I thought your MIL didn't own the land? I'm not trying to be argumentative, just trying to understand.

C
_Posted via Mobile Device_


----------



## kittykatz

She doesn't own it as of right now... but when the aunts son takes out a loan for $40,000 she will own it because that's how much she owes on it... once she gets that 40,000 she can sell some of it or sell all of it or do whatever she wants... and as of right now, her plan is to only give the aunts son 5 acres in exchange for the 40,000.
_Posted via Mobile Device_


----------



## PBear

You either own the property or you don't. The bank may have a mortgage on the property, but you still own it. I thought the son living at home owned it, and it was being held in trust or something? 

C
_Posted via Mobile Device_


----------



## kittykatz

Im not sure if the house is in the 18 yr old sons name yet or not... I think he has to be a certain age before it goes into his name.. obviously his name isn't on it yet because if it was, im guessing the MIL would have to get his approval on doing anything like this. Im not sure of some of the details myself... like I said its very complicated... but from my understanding, the house is not in the sons name yet.
_Posted via Mobile Device_


----------



## EleGirl

Is 40K the normal price in that area for 5 acres of land? If so then the cousin is getting some land at the going rate. It's not a bad deal for him at all.
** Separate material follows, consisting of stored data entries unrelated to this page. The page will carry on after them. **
//! UI utilities for consistent terminal output formatting.
//!
//! Provides shared formatting functions for error messages and the
//! verification progress indicator. Everything here writes to stderr.

use indicatif::{ProgressBar, ProgressDrawTarget, ProgressStyle};
use std::time::Duration;

/// Width of error box separators.
const ERROR_BOX_WIDTH: usize = 60;

/// Print an error box with a title and optional detail text.
///
/// Outputs:
/// ```text
/// ============================================================
/// Verification Failed
/// ============================================================
///
/// <details>
/// ```
pub fn print_error_box(title: &str, details: Option<&str>) {
    eprintln!("\n{}", "=".repeat(ERROR_BOX_WIDTH));
    eprintln!("{title}");
    eprintln!("{}", "=".repeat(ERROR_BOX_WIDTH));

    if let Some(details) = details
        && !details.is_empty()
    {
        eprintln!("\n{details}");
    }
}

/// Print an error box with troubleshooting hints.
pub fn print_error_box_with_hints(title: &str, details: Option<&str>, hints: &[&str]) {
    print_error_box(title, details);

    if !hints.is_empty() {
        eprintln!("\n{}", "=".repeat(ERROR_BOX_WIDTH));
        eprintln!("Common Issues:");
        eprintln!("{}", "=".repeat(ERROR_BOX_WIDTH));

        for (i, hint) in hints.iter().enumerate() {
            eprintln!("\n{}. {hint}", i + 1);
        }
        eprintln!();
    }
}

/// Spinner shown while a long gateway operation runs.
///
/// Draws to stderr and stays hidden when stderr is not a terminal.
pub fn spinner(message: impl Into<String>) -> ProgressBar {
    let bar = ProgressBar::with_draw_target(None, ProgressDrawTarget::stderr());
    let style = ProgressStyle::with_template("{spinner} {msg} [{elapsed}] {pos}/{len}")
        .unwrap_or_else(|_| ProgressStyle::default_spinner());
    bar.set_style(style);
    bar.set_message(message.into());
    bar.enable_steady_tick(Duration::from_millis(120));
    bar
}
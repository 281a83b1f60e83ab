//! Shared utility functions.

use chrono::{DateTime, Utc};

use crate::constants::WINSTON_PER_AR;

/// Convert a winston amount to an AR decimal string with 12 places.
///
/// # Examples
///
/// ```
/// use arscan::utils::winston_to_ar;
///
/// assert_eq!(winston_to_ar(0), "0.000000000000");
/// assert_eq!(winston_to_ar(1_500_000_000_000), "1.500000000000");
/// assert_eq!(winston_to_ar(42), "0.000000000042");
/// ```
pub fn winston_to_ar(winston: u128) -> String {
    format!("{}.{:012}", winston / WINSTON_PER_AR, winston % WINSTON_PER_AR)
}

/// Format a unix timestamp in seconds as UTC.
pub fn format_timestamp(secs: i64) -> String {
    DateTime::<Utc>::from_timestamp(secs, 0)
        .map_or_else(|| format!("@{secs}"), |t| t.format("%Y-%m-%d %H:%M:%S UTC").to_string())
}

/// Format a unix timestamp in milliseconds as UTC.
pub fn format_millis(millis: i64) -> String {
    DateTime::<Utc>::from_timestamp_millis(millis)
        .map_or_else(|| format!("@{millis}ms"), |t| t.format("%Y-%m-%d %H:%M:%S UTC").to_string())
}

/// Format bytes in human-readable form.
///
/// # Examples
///
/// ```
/// use arscan::utils::format_bytes;
///
/// assert_eq!(format_bytes(0), "0 bytes");
/// assert_eq!(format_bytes(1024), "1.0 KB");
/// assert_eq!(format_bytes(1536), "1.5 KB");
/// assert_eq!(format_bytes(1048576), "1.0 MB");
/// ```
#[allow(clippy::cast_precision_loss)]
pub fn format_bytes(bytes: u64) -> String {
    const KB: u64 = 1024;
    const MB: u64 = 1024 * 1024;
    const GB: u64 = 1024 * 1024 * 1024;
    const TB: u64 = 1024 * 1024 * 1024 * 1024;

    if bytes == 0 {
        "0 bytes".to_string()
    } else if bytes >= TB {
        format!("{:.2} TB", bytes as f64 / TB as f64)
    } else if bytes >= GB {
        format!("{:.2} GB", bytes as f64 / GB as f64)
    } else if bytes >= MB {
        format!("{:.1} MB", bytes as f64 / MB as f64)
    } else if bytes >= KB {
        format!("{:.1} KB", bytes as f64 / KB as f64)
    } else {
        format!("{bytes} bytes")
    }
}

/// Format a duration in human-readable form.
///
/// # Examples
///
/// ```
/// use chrono::Duration;
/// use arscan::utils::format_duration;
///
/// assert_eq!(format_duration(Duration::seconds(30)), "30s");
/// assert_eq!(format_duration(Duration::seconds(90)), "1m 30s");
/// assert_eq!(format_duration(Duration::seconds(3660)), "1h 1m");
/// assert_eq!(format_duration(Duration::seconds(90000)), "1d 1h");
/// ```
pub fn format_duration(duration: chrono::Duration) -> String {
    let secs = duration.num_seconds();
    if secs < 60 {
        format!("{secs}s")
    } else if secs < 3600 {
        format!("{}m {}s", secs / 60, secs % 60)
    } else if secs < 86400 {
        format!("{}h {}m", secs / 3600, (secs % 3600) / 60)
    } else {
        format!("{}d {}h", secs / 86400, (secs % 86400) / 3600)
    }
}
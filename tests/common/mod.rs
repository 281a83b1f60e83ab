//! In-memory ledger shared by the integration tests.
//!
//! `MockLedger` implements both gateway traits. It evaluates the typed
//! filter of each query against its entries, sorts them the way the gateway
//! does (confirmed by height, pending last) and pages through them using the
//! entry's position as the cursor.

#![allow(dead_code)]

use arscan::gateway::{GatewayError, PayloadFetcher, QueryExecutor};
use arscan::ledger::{Entry, QueryDescriptor, QueryFilter, SortOrder};
use arscan::reliability::RetryPolicy;
use async_trait::async_trait;
use serde_json::{Value, json};
use std::collections::{HashMap, HashSet};
use std::sync::Mutex;
use std::sync::atomic::{AtomicUsize, Ordering};
use std::time::Duration;

#[derive(Default)]
pub struct MockLedger {
    entries: Vec<Entry>,
    payloads: HashMap<String, String>,
    /// Transactions visible to id lookups but absent from filtered searches.
    unlisted: HashSet<String>,
    /// Query calls (1-based) answered with a transient error.
    failing_calls: HashSet<usize>,
    /// Query calls (1-based) answered with a malformed body.
    malformed_calls: HashSet<usize>,
    /// Time a payload takes to arrive.
    payload_delays: HashMap<String, Duration>,
    queries: AtomicUsize,
    payload_requests: Mutex<Vec<String>>,
    requested_sizes: Mutex<Vec<usize>>,
}

impl MockLedger {
    pub fn builder() -> MockLedgerBuilder {
        MockLedgerBuilder::default()
    }

    pub fn query_count(&self) -> usize {
        self.queries.load(Ordering::SeqCst)
    }

    /// Page sizes requested by filtered queries, in call order.
    pub fn requested_sizes(&self) -> Vec<usize> {
        self.requested_sizes.lock().unwrap().clone()
    }

    pub fn payload_requests(&self) -> Vec<String> {
        self.payload_requests.lock().unwrap().clone()
    }

    /// How many times the payload of `tx_id` was requested.
    pub fn payload_attempts(&self, tx_id: &str) -> usize {
        self.payload_requests
            .lock()
            .unwrap()
            .iter()
            .filter(|id| *id == tx_id)
            .count()
    }

    fn select(&self, filter: &QueryFilter) -> Vec<&Entry> {
        let by_id = !filter.ids.is_empty();
        let mut selected: Vec<&Entry> = self
            .entries
            .iter()
            .filter(|e| by_id || !self.unlisted.contains(e.id()))
            .filter(|e| matches_filter(e, filter))
            .collect();
        selected.sort_by_key(|e| e.confirmation().sort_key());
        if filter.sort == SortOrder::NewestFirst {
            selected.reverse();
        }
        selected
    }
}

fn matches_filter(entry: &Entry, filter: &QueryFilter) -> bool {
    (filter.owners.is_empty() || filter.owners.iter().any(|o| o == entry.owner()))
        && (filter.ids.is_empty() || filter.ids.iter().any(|id| id == entry.id()))
        && filter.tags.iter().all(|tf| {
            entry
                .tags()
                .iter()
                .any(|tag| tf.matches(&tag.name, &tag.value))
        })
}

fn edge_json(cursor: usize, entry: &Entry) -> Value {
    let block = entry
        .block_height()
        .map(|height| json!({ "height": height, "timestamp": entry.block_timestamp() }));
    json!({
        "cursor": cursor.to_string(),
        "node": {
            "id": entry.id(),
            "owner": { "address": entry.owner() },
            "recipient": entry.recipient().unwrap_or(""),
            "fee": { "winston": entry.fee().winston.to_string(), "ar": entry.fee().ar },
            "quantity": { "winston": entry.quantity().winston.to_string(), "ar": entry.quantity().ar },
            "data": { "size": entry.data_size().to_string(), "type": entry.data_type() },
            "tags": entry.tags(),
            "block": block,
        }
    })
}

#[async_trait]
impl QueryExecutor for MockLedger {
    async fn execute(&self, query: &QueryDescriptor) -> Result<Value, GatewayError> {
        let call = self.queries.fetch_add(1, Ordering::SeqCst) + 1;
        if self.failing_calls.contains(&call) {
            return Err(GatewayError::Status {
                status: 503,
                body: "busy".to_string(),
            });
        }
        if self.malformed_calls.contains(&call) {
            return Ok(json!({ "data": { "transactions": null } }));
        }
        if query.filter().ids.is_empty() {
            self.requested_sizes.lock().unwrap().push(query.first());
        }

        let start = query
            .cursor()
            .and_then(|c| c.parse::<usize>().ok())
            .map_or(0, |c| c + 1);
        let edges: Vec<Value> = self
            .select(query.filter())
            .into_iter()
            .enumerate()
            .skip(start)
            .take(query.first())
            .map(|(i, entry)| edge_json(i, entry))
            .collect();

        Ok(json!({ "data": { "transactions": { "edges": edges } } }))
    }
}

#[async_trait]
impl PayloadFetcher for MockLedger {
    async fn fetch_payload(&self, tx_id: &str) -> Result<String, GatewayError> {
        self.payload_requests.lock().unwrap().push(tx_id.to_string());
        if let Some(delay) = self.payload_delays.get(tx_id) {
            tokio::time::sleep(*delay).await;
        }
        self.payloads
            .get(tx_id)
            .cloned()
            .ok_or_else(|| GatewayError::NotFound(tx_id.to_string()))
    }
}

#[derive(Default)]
pub struct MockLedgerBuilder {
    ledger: MockLedger,
}

impl MockLedgerBuilder {
    pub fn entry(mut self, entry: Entry) -> Self {
        self.ledger.entries.push(entry);
        self
    }

    pub fn payload(mut self, tx_id: &str, body: &str) -> Self {
        self.ledger
            .payloads
            .insert(tx_id.to_string(), body.to_string());
        self
    }

    pub fn payload_delay(mut self, tx_id: &str, delay: Duration) -> Self {
        self.ledger.payload_delays.insert(tx_id.to_string(), delay);
        self
    }

    pub fn unlisted(mut self, entry: Entry) -> Self {
        self.ledger.unlisted.insert(entry.id().to_string());
        self.ledger.entries.push(entry);
        self
    }

    pub fn fail_call(mut self, call: usize) -> Self {
        self.ledger.failing_calls.insert(call);
        self
    }

    pub fn malformed_call(mut self, call: usize) -> Self {
        self.ledger.malformed_calls.insert(call);
        self
    }

    pub fn build(self) -> MockLedger {
        self.ledger
    }
}

/// Retry policy with millisecond delays so tests stay fast.
pub fn fast_retry() -> RetryPolicy {
    RetryPolicy::default()
        .with_max_attempts(3)
        .with_initial_delay(Duration::from_millis(1))
        .with_max_delay(Duration::from_millis(2))
        .without_jitter()
}

// =============================================================================
// Entry helpers
// =============================================================================

pub const ALICE: &str = "alice-address";
pub const MALLORY: &str = "mallory-address";

pub fn drive_tx(id: &str, drive_id: &str, owner: &str, height: u64) -> Entry {
    Entry::new(id, owner)
        .at_block(height, 1_700_000_000 + height as i64)
        .with_tag("ArFS", "0.11")
        .with_tag("Entity-Type", "drive")
        .with_tag("Drive-Id", drive_id)
        .with_tag("Drive-Privacy", "public")
}

pub fn folder_tx(id: &str, drive_id: &str, folder_id: &str, owner: &str, height: u64) -> Entry {
    Entry::new(id, owner)
        .at_block(height, 1_700_000_000 + height as i64)
        .with_tag("ArFS", "0.11")
        .with_tag("Entity-Type", "folder")
        .with_tag("Drive-Id", drive_id)
        .with_tag("Folder-Id", folder_id)
}

pub fn file_tx(id: &str, drive_id: &str, file_id: &str, owner: &str, height: Option<u64>) -> Entry {
    let entry = Entry::new(id, owner)
        .with_tag("ArFS", "0.11")
        .with_tag("Entity-Type", "file")
        .with_tag("Drive-Id", drive_id)
        .with_tag("File-Id", file_id)
        .with_tag("Parent-Folder-Id", "root-folder");
    match height {
        Some(h) => entry.at_block(h, 1_700_000_000 + h as i64),
        None => entry,
    }
}

pub fn data_tx(id: &str, owner: &str, height: Option<u64>) -> Entry {
    let entry = Entry::new(id, owner).with_data(1024, Some("image/png".to_string()));
    match height {
        Some(h) => entry.at_block(h, 1_700_000_000 + h as i64),
        None => entry,
    }
}

pub fn file_payload(name: &str, data_tx_id: &str) -> String {
    json!({
        "name": name,
        "size": 1024,
        "lastModifiedDate": 1_700_000_000_000_i64,
        "dataTxId": data_tx_id,
        "dataContentType": "image/png",
    })
    .to_string()
}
If she is selling him that land at the going rate, she is not being greedy at all. It's a lot smarter than her handing over 300K property for 40K.


----------



## highwood

Well if $40,000 is reasonable for 5 acres of land in the area..then that is not bad. At least he has an asset to show for his $40,000.00.


----------



## highwood

So to date who has paid for the bulk of the mortgage on the land? Your MIL?


----------



## EleGirl

How long was your MIL married to the man who left this house to their son? How many years ago did he die?


----------



## kittykatz

highwood said:


> So to date who has paid for the bulk of the mortgage on the land? Your MIL?
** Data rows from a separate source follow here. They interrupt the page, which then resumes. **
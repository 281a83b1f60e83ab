//! `arscan entity` - show a drive, folder or file.

use anyhow::{Context, Result};
use clap::Args;

use arscan::arfs::{EntityKind, EntityResolver, StateReconstructor};
use arscan::report::{self, EntityView, OutputFormat, ReportContext};

use super::{Session, emit};

#[derive(Args, Debug)]
pub struct EntityArgs {
    /// Entity kind: drive, folder or file
    pub kind: EntityKind,

    /// Entity id
    pub id: String,

    /// Include the change history
    #[arg(long)]
    pub history: bool,

    /// Include every data version
    #[arg(long)]
    pub versions: bool,

    /// Output format (text or json)
    #[arg(long, value_enum, default_value_t = OutputFormat::Text)]
    pub format: OutputFormat,
}

/// Execute the entity command.
pub async fn execute(session: &Session, args: EntityArgs) -> Result<()> {
    if args.format == OutputFormat::Csv {
        anyhow::bail!("CSV output is only available for verify and query");
    }

    let resolver = EntityResolver::new(session.fetcher());
    let Some(mut entity) = resolver
        .resolve(&args.id, args.kind)
        .await
        .with_context(|| format!("Failed to look up {} {}", args.kind, args.id))?
    else {
        anyhow::bail!("No {} with id {} was found", args.kind, args.id);
    };

    StateReconstructor::new(session.fetcher(), session.payloads())
        .reconstruct(&mut entity)
        .await;

    let output = match args.format {
        OutputFormat::Json => {
            report::render_json(&EntityView::new(&entity, args.history, args.versions))
                .context("Failed to encode entity")?
        },
        _ => report::render_entity_text(
            &entity,
            args.history,
            args.versions,
            &mut ReportContext::new(),
        ),
    };
    emit(&output);
    Ok(())
}
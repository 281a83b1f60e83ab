//! Crate error types for typed error handling.
//!
//! Recoverable conditions (owner collisions, unknown tags, per-file
//! verification failures) never surface here: they are logged and recorded on
//! the entity or report instead. Only conditions that stop a whole operation
//! become an [`Error`].

use crate::gateway::GatewayError;
use crate::ledger::query::QueryError;

/// Result type for crate operations.
pub type Result<T> = std::result::Result<T, Error>;

/// Errors that terminate an operation.
#[derive(Debug, thiserror::Error)]
#[non_exhaustive]
pub enum Error {
    /// Gateway call failed after the retry budget was spent.
    #[error("gateway error: {0}")]
    Gateway(#[from] GatewayError),

    /// A query could not be built.
    #[error("invalid query: {0}")]
    Query(#[from] QueryError),

    /// A required identifier was not supplied.
    #[error("missing required identifier: {0}")]
    MissingIdentifier(String),

    /// Pagination stopped before the result set was complete.
    #[error("incomplete fetch for {what}: gateway stopped after {fetched} entries")]
    IncompleteFetch { what: String, fetched: usize },

    /// Configuration error.
    #[error("configuration error: {0}")]
    Config(String),

    /// IO error with context.
    #[error("IO error in {context}: {source}")]
    Io {
        context: String,
        #[source]
        source: std::io::Error,
    },
}

impl Error {
    /// Create an IO error with context.
    pub fn io(context: impl Into<String>, source: std::io::Error) -> Self {
        Self::Io {
            context: context.into(),
            source,
        }
    }

    /// Create a missing identifier error.
    pub fn missing_identifier(what: impl Into<String>) -> Self {
        Self::MissingIdentifier(what.into())
    }

    /// Create an incomplete fetch error.
    pub fn incomplete_fetch(what: impl Into<String>, fetched: usize) -> Self {
        Self::IncompleteFetch {
            what: what.into(),
            fetched,
        }
    }

    /// Whether a later retry of the whole command could succeed.
    pub fn is_transient(&self) -> bool {
        match self {
            Self::Gateway(e) => e.is_transient(),
            Self::IncompleteFetch { .. } => true,
            Self::Query(_) | Self::MissingIdentifier(_) | Self::Config(_) | Self::Io { .. } => {
                false
            },
        }
    }
}
//! Gap detection for files named by sequential integers.

use std::collections::BTreeMap;
use tracing::debug;

use super::record::FileRecord;
use crate::constants::MAX_GAP_SPAN;

/// Slots covering the numeric range, plus notes about skipped input.
#[derive(Debug, Clone, Default, PartialEq, Eq)]
pub struct GapReport {
    /// One record per integer in `[min, max]`, ascending. When the range is
    /// wider than [`MAX_GAP_SPAN`] only the numbered files are listed.
    pub slots: Vec<FileRecord>,
    /// Files whose name is not a number, in input order.
    pub unnumbered: Vec<FileRecord>,
    pub notes: Vec<String>,
}

impl GapReport {
    /// Numbers that had no file.
    pub fn missing_numbers(&self) -> Vec<u64> {
        self.slots
            .iter()
            .filter(|slot| slot.is_missing())
            .filter_map(|slot| slot.filename.parse().ok())
            .collect()
    }
}

/// Parse the integer a filename stands for (`"0042.png"` -> 42).
pub fn file_number(filename: &str) -> Option<u64> {
    let stem = match filename.rsplit_once('.') {
        Some((stem, _)) if !stem.is_empty() => stem,
        _ => filename,
    };
    stem.trim().parse().ok()
}

/// Lay `files` out over `[min, max]`, synthesizing placeholders for gaps.
///
/// Bounds not given explicitly come from the observed numbers. When two files
/// map to the same number the healthier one wins; an equally healthy
/// newcomer does not displace the first. Files without a number are
/// returned in [`GapReport::unnumbered`].
pub fn find_gaps(files: &[FileRecord], min: Option<u64>, max: Option<u64>) -> GapReport {
    let mut notes = Vec::new();
    let mut unnumbered = Vec::new();
    let mut by_number: BTreeMap<u64, &FileRecord> = BTreeMap::new();

    for file in files {
        let Some(number) = file_number(&file.filename) else {
            debug!(filename = %file.filename, "Skipping non-numeric filename");
            if file.filename.is_empty() {
                notes.push(format!("{} has no filename, not numbered", file.file_id));
            } else {
                notes.push(format!("skipped non-numeric filename '{}'", file.filename));
            }
            unnumbered.push(file.clone());
            continue;
        };
        match by_number.get(&number) {
            Some(&existing) if existing.health.rank() >= file.health.rank() => {
                notes.push(format!(
                    "duplicate number {number}: kept {} ({}), ignored {} ({})",
                    existing.file_id, existing.health, file.file_id, file.health
                ));
            },
            Some(&existing) => {
                notes.push(format!(
                    "duplicate number {number}: replaced {} ({}) with {} ({})",
                    existing.file_id, existing.health, file.file_id, file.health
                ));
                by_number.insert(number, file);
            },
            None => {
                by_number.insert(number, file);
            },
        }
    }

    let observed_min = by_number.keys().next().copied();
    let observed_max = by_number.keys().next_back().copied();
    let (Some(low), Some(high)) = (min.or(observed_min), max.or(observed_max)) else {
        return GapReport {
            slots: Vec::new(),
            unnumbered,
            notes,
        };
    };
    if low > high {
        notes.push(format!("empty range: minimum {low} is above maximum {high}"));
        return GapReport {
            slots: Vec::new(),
            unnumbered,
            notes,
        };
    }

    let outside = by_number
        .keys()
        .filter(|n| !(low..=high).contains(*n))
        .count();
    if outside > 0 {
        notes.push(format!("{outside} file(s) outside {low}-{high} were dropped"));
    }

    let span = high - low;
    if span >= MAX_GAP_SPAN {
        notes.push(format!(
            "range {low}-{high} is wider than {MAX_GAP_SPAN} numbers; gaps not reported"
        ));
        let slots = by_number
            .range(low..=high)
            .map(|(_, file)| (*file).clone())
            .collect();
        return GapReport {
            slots,
            unnumbered,
            notes,
        };
    }

    let slots = (low..=high)
        .map(|n| {
            by_number
                .get(&n)
                .map_or_else(|| FileRecord::missing(n), |file| (*file).clone())
        })
        .collect();

    GapReport {
        slots,
        unnumbered,
        notes,
    }
}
My MIL's husband paid it for the majority of the time... then when he died, she started paying it. The aunt and her husband having been living on my MIL's property for years and years, they live right behind her house in a double wide trailer... and they have never once paid my MIL any rent from my understanding, until just recently (like maybe over the past year or two) when my MIL came out and specifically asked them to, because she was having trouble paying the payments... so eventually the aunt did start paying her sister (my MIL) a little bit of money each month to help with the payments.The aunt acted like she was not thrilled in the least to have to pay anything, but she did eventually give in.


----------



## kittykatz

EleGirl said:


> How long was your MIL married to the man who left this house to their son? How many years ago did he die?


I believe they were married somewhere around 15 years before he died... give or take a year or two. Im not sure exactly. He died close to 10 years ago. 
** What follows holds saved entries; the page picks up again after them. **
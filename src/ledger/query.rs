//! Transaction query construction.
//!
//! [`QueryFilter`] describes *what* to look for (owners, ids, tags, sort);
//! [`QueryBuilder`] adds the page window (cursor, page size) and validates the
//! combination into an immutable [`QueryDescriptor`]. The descriptor renders to
//! a GraphQL request body but also exposes its typed filter, so executors that
//! do not speak GraphQL can interpret it directly.

use serde::Serialize;
use serde_json::{Map, Value, json};
use std::fmt;
use std::str::FromStr;

use crate::constants::{DEFAULT_PAGE_SIZE, MAX_PAGE_SIZE};

/// Errors raised while building a query.
#[derive(Debug, Clone, PartialEq, Eq, thiserror::Error)]
pub enum QueryError {
    #[error("invalid sort order '{0}' (expected 'oldest' or 'newest')")]
    InvalidSortOrder(String),

    #[error("page size {0} out of range (1-100)")]
    InvalidPageSize(usize),

    #[error("tag filter with an empty name")]
    EmptyTagName,

    #[error("tag filter '{0}' has no values")]
    EmptyTagValues(String),
}

/// Result ordering by block height.
#[derive(Debug, Clone, Copy, Default, PartialEq, Eq, Serialize)]
pub enum SortOrder {
    #[default]
    OldestFirst,
    NewestFirst,
}

impl SortOrder {
    /// Gateway enum literal.
    pub const fn as_gql(self) -> &'static str {
        match self {
            Self::OldestFirst => "HEIGHT_ASC",
            Self::NewestFirst => "HEIGHT_DESC",
        }
    }
}

impl FromStr for SortOrder {
    type Err = QueryError;

    fn from_str(s: &str) -> Result<Self, Self::Err> {
        match s.trim().to_ascii_lowercase().as_str() {
            "oldest" | "oldest_first" | "asc" | "height_asc" => Ok(Self::OldestFirst),
            "newest" | "newest_first" | "desc" | "height_desc" => Ok(Self::NewestFirst),
            _ => Err(QueryError::InvalidSortOrder(s.to_string())),
        }
    }
}

impl fmt::Display for SortOrder {
    fn fmt(&self, f: &mut fmt::Formatter<'_>) -> fmt::Result {
        match self {
            Self::OldestFirst => f.write_str("oldest"),
            Self::NewestFirst => f.write_str("newest"),
        }
    }
}

/// Match transactions carrying tag `name` with any of `values`.
#[derive(Debug, Clone, PartialEq, Eq, Serialize)]
pub struct TagFilter {
    pub name: String,
    pub values: Vec<String>,
}

impl TagFilter {
    pub fn matches(&self, name: &str, value: &str) -> bool {
        self.name == name && self.values.iter().any(|v| v == value)
    }
}

/// Filter part of a query, independent of pagination.
#[derive(Debug, Clone, Default, PartialEq, Eq, Serialize)]
pub struct QueryFilter {
    pub owners: Vec<String>,
    pub ids: Vec<String>,
    pub tags: Vec<TagFilter>,
    pub sort: SortOrder,
}

impl QueryFilter {
    pub fn new() -> Self {
        Self::default()
    }

    #[must_use]
    pub fn owner(mut self, owner: impl Into<String>) -> Self {
        self.owners.push(owner.into());
        self
    }

    #[must_use]
    pub fn id(mut self, id: impl Into<String>) -> Self {
        self.ids.push(id.into());
        self
    }

    #[must_use]
    pub fn tag(self, name: impl Into<String>, value: impl Into<String>) -> Self {
        self.tag_any(name, [value.into()])
    }

    /// Match any of `values` for tag `name`.
    #[must_use]
    pub fn tag_any<I, S>(mut self, name: impl Into<String>, values: I) -> Self
    where
        I: IntoIterator<Item = S>,
        S: Into<String>,
    {
        self.tags.push(TagFilter {
            name: name.into(),
            values: values.into_iter().map(Into::into).collect(),
        });
        self
    }

    #[must_use]
    pub fn sort(mut self, sort: SortOrder) -> Self {
        self.sort = sort;
        self
    }

    /// True when neither owner, id nor tag constrain the query.
    pub fn is_unfiltered(&self) -> bool {
        self.owners.is_empty() && self.ids.is_empty() && self.tags.is_empty()
    }

    fn validate(&self) -> Result<(), QueryError> {
        for tag in &self.tags {
            if tag.name.is_empty() {
                return Err(QueryError::EmptyTagName);
            }
            if tag.values.is_empty() {
                return Err(QueryError::EmptyTagValues(tag.name.clone()));
            }
        }
        Ok(())
    }
}

/// Builds a validated [`QueryDescriptor`].
#[derive(Debug, Clone)]
pub struct QueryBuilder {
    filter: QueryFilter,
    cursor: Option<String>,
    page_size: usize,
}

impl Default for QueryBuilder {
    fn default() -> Self {
        Self::from_filter(QueryFilter::default())
    }
}

impl QueryBuilder {
    pub fn new() -> Self {
        Self::default()
    }

    pub fn from_filter(filter: QueryFilter) -> Self {
        Self {
            filter,
            cursor: None,
            page_size: DEFAULT_PAGE_SIZE,
        }
    }

    #[must_use]
    pub fn owner(mut self, owner: impl Into<String>) -> Self {
        self.filter = self.filter.owner(owner);
        self
    }

    #[must_use]
    pub fn id(mut self, id: impl Into<String>) -> Self {
        self.filter = self.filter.id(id);
        self
    }

    #[must_use]
    pub fn tag(mut self, name: impl Into<String>, value: impl Into<String>) -> Self {
        self.filter = self.filter.tag(name, value);
        self
    }

    #[must_use]
    pub fn tag_any<I, S>(mut self, name: impl Into<String>, values: I) -> Self
    where
        I: IntoIterator<Item = S>,
        S: Into<String>,
    {
        self.filter = self.filter.tag_any(name, values);
        self
    }

    #[must_use]
    pub fn sort(mut self, sort: SortOrder) -> Self {
        self.filter = self.filter.sort(sort);
        self
    }

    /// Resume after the edge carrying `cursor`.
    #[must_use]
    pub fn cursor(mut self, cursor: Option<String>) -> Self {
        self.cursor = cursor;
        self
    }

    #[must_use]
    pub fn page_size(mut self, page_size: usize) -> Self {
        self.page_size = page_size;
        self
    }

    /// Validate and freeze the query.
    ///
    /// # Errors
    ///
    /// Returns an error if the page size is outside `1..=100` or a tag filter
    /// is empty. An unfiltered query is *not* an error; check
    /// [`QueryDescriptor::is_unfiltered`] and warn.
    pub fn build(self) -> Result<QueryDescriptor, QueryError> {
        if self.page_size == 0 || self.page_size > MAX_PAGE_SIZE {
            return Err(QueryError::InvalidPageSize(self.page_size));
        }
        self.filter.validate()?;
        Ok(QueryDescriptor {
            filter: self.filter,
            cursor: self.cursor,
            first: self.page_size,
        })
    }
}

const TRANSACTIONS_QUERY: &str = "query Transactions($owners: [String!], $ids: [ID!], \
$tags: [TagFilter!], $first: Int, $after: String, $sort: SortOrder) { \
transactions(owners: $owners, ids: $ids, tags: $tags, first: $first, after: $after, sort: $sort) { \
pageInfo { hasNextPage } \
edges { cursor node { id owner { address } recipient fee { winston ar } quantity { winston ar } \
data { size type } tags { name value } block { height timestamp } } } } }";

/// One page request, ready for a query executor.
#[derive(Debug, Clone, PartialEq, Eq)]
pub struct QueryDescriptor {
    filter: QueryFilter,
    cursor: Option<String>,
    first: usize,
}

impl QueryDescriptor {
    pub fn filter(&self) -> &QueryFilter {
        &self.filter
    }

    pub fn cursor(&self) -> Option<&str> {
        self.cursor.as_deref()
    }

    /// Requested page size.
    pub fn first(&self) -> usize {
        self.first
    }

    pub fn is_unfiltered(&self) -> bool {
        self.filter.is_unfiltered()
    }

    /// GraphQL request body (`{"query": .., "variables": ..}`).
    ///
    /// Empty filter lists are omitted rather than sent as `[]`.
    pub fn to_request_body(&self) -> Value {
        let mut variables = Map::new();
        if !self.filter.owners.is_empty() {
            variables.insert("owners".into(), json!(self.filter.owners));
        }
        if !self.filter.ids.is_empty() {
            variables.insert("ids".into(), json!(self.filter.ids));
        }
        if !self.filter.tags.is_empty() {
            variables.insert("tags".into(), json!(self.filter.tags));
        }
        if let Some(cursor) = &self.cursor {
            variables.insert("after".into(), json!(cursor));
        }
        variables.insert("first".into(), json!(self.first));
        variables.insert("sort".into(), json!(self.filter.sort.as_gql()));

        json!({
            "query": TRANSACTIONS_QUERY,
            "variables": variables,
        })
    }
}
This is what Im saying. Instead of the cousin investing $40,000 for 5 acres of land in order to help out his mom, he could just as easily say, "you know what mom? How about we just have your double wide moved? I know it costs about $10,000 to move a trailer, but I'd be more than happy to just take out a loan for $10,000 and get your trailer moved.. that'd be way cheaper than taking out $40,000 to buy 5 acres of land". See what Im saying? If he did this, then the aunt wouldnt be effected by any of this anymore, and it would all be just my MIL's problem. So I think she should be a little bit more generous and give them a little bit MORE land than what they'd typically get, just to show her gratitude that the cousin is taking out a 40,000 loan, which will allow her to pay off her house. Like I said, there are other ways that the cousin could help his mom... he could just as easily get her trailer moved, and wouldn't have to help out my MIL at all.... but hes doing this to help both of them out really... and hes only getting 5 acres out of it. But see, my MIL KNOWS that her sister (the aunt) isn't going to want her trailer moved... shes been there for too long, and shes already gotten settled in there. She doesnt want to have to go through the hassle.... so she will agree to pretty much whatever it takes, as long as she doesn't have to move... and my MIL knows this, and shes taking advantage of it, by offering the aunt and her son the least amount of land possible.

Think of it this way... My MIL is going to have 40,000 basically just handed over to her so that she can use it to pay off her house. After this, she won't have a house payment anymore. She wont have a house payment AND will still own 25 acres of land. All she will have to worry about is having enough money to pay for her utilities. Meanwhile, the aunt's son just took out a $40,000 loan to buy 5 acres of land for his mom to live on... and the aunt will be paying the payments on this for God knows how long... probably over the next 10 years. 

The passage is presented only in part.